Annie n'a pas les réponses à ces questions qu'elle n'avait certainement jamais osé se poser.
Alors qu'elle y réfléchit, son attention est attirée par du mouvement : le brun sort quelque chose de sa poche.
— Je t'aurai bien rendu ça pour te prouver ma bonne foi mais si on te trouve avec, ça risque de mettre le feu aux poudres... Lance-t-il en ouvrant sa main, montrant au milieu de la paume cette bague qui dissimule une petite lame, quelque chose qui lui est aussi familier que précieux.
Elle comprend alors qu'il a dû lui prendre cet anneau quand elle a été emmenée dans cette petite cellule, après son réveil. La jeune femme se rend compte que c'était lui, ce jour là, et non Eren. Prendre cette bague était un autre moyen de la protéger ? Si on le voit avec ça il se pourrait qu'il soit considéré comme son complice, comme quand il s'est interposé.
— Je te la rendrai quand tu sortiras d'ici. Promet Thomas.
La blonde hoche la tête sans conviction — toujours aussi expressive, de toute façon elle est obligée de laisser les choses se passer comme il l'entend. Elle se penche pour attraper le croissant dont l'odeur emplit ses narines avec délice, ça lui met l'eau à la bouche.

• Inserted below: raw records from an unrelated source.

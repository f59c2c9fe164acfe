use std::time::Duration;

use crate::destination::link::LinkConfig;
use crate::hash::AddressHash;
use crate::transport::announce_table::RateLimit;

pub const DEFAULT_RATCHET_INTERVAL_SECS: u64 = 1800;

#[derive(Clone)]
pub struct TransportConfig {
    pub name: String,
    /// Re-emit non-local packets along known paths.
    pub transit_enabled: bool,
    /// Broadcast data packets with no known route instead of holding them
    /// behind a path request.
    pub broadcast_unknown: bool,
    pub announce_rate: RateLimit,
    pub path_request_timeout: Duration,
    pub receipt_timeout: Duration,
    pub link: LinkConfig,
    pub ratchet_interval_secs: u64,
}

impl Default for TransportConfig {
    fn default() -> Self {
        Self {
            name: "rns".into(),
            transit_enabled: false,
            broadcast_unknown: false,
            announce_rate: RateLimit::default(),
            path_request_timeout: crate::transport::path_requests::DEFAULT_PATH_REQUEST_TIMEOUT,
            receipt_timeout: crate::receipt::DEFAULT_RECEIPT_TIMEOUT,
            link: LinkConfig::default(),
            ratchet_interval_secs: DEFAULT_RATCHET_INTERVAL_SECS,
        }
    }
}

/// Host-level configuration: the transport core plus the optional pinned
/// LXMF propagation node.
#[derive(Clone, Default)]
pub struct NodeConfig {
    pub transport: TransportConfig,
    pub propagation_node: Option<AddressHash>,
}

Le soldat Ralle tourne les talons et monte les escaliers. Elle le regarde s'éloigner avant de prendre une première bouchée de cette pâtisserie encore tiède.
En sortant de là, il respire profondément pour enfin longuement soupirer : c'était difficile de ne pas craquer et de ne pas montrer sa faiblesse au moment de parler de l'expédition qui a eu lieu il y a quatre mois.
Lorsqu'il lève la tête il voit Julia passer avec ce mystérieux inconnu qu'elle ne lâche plus d'une semelle.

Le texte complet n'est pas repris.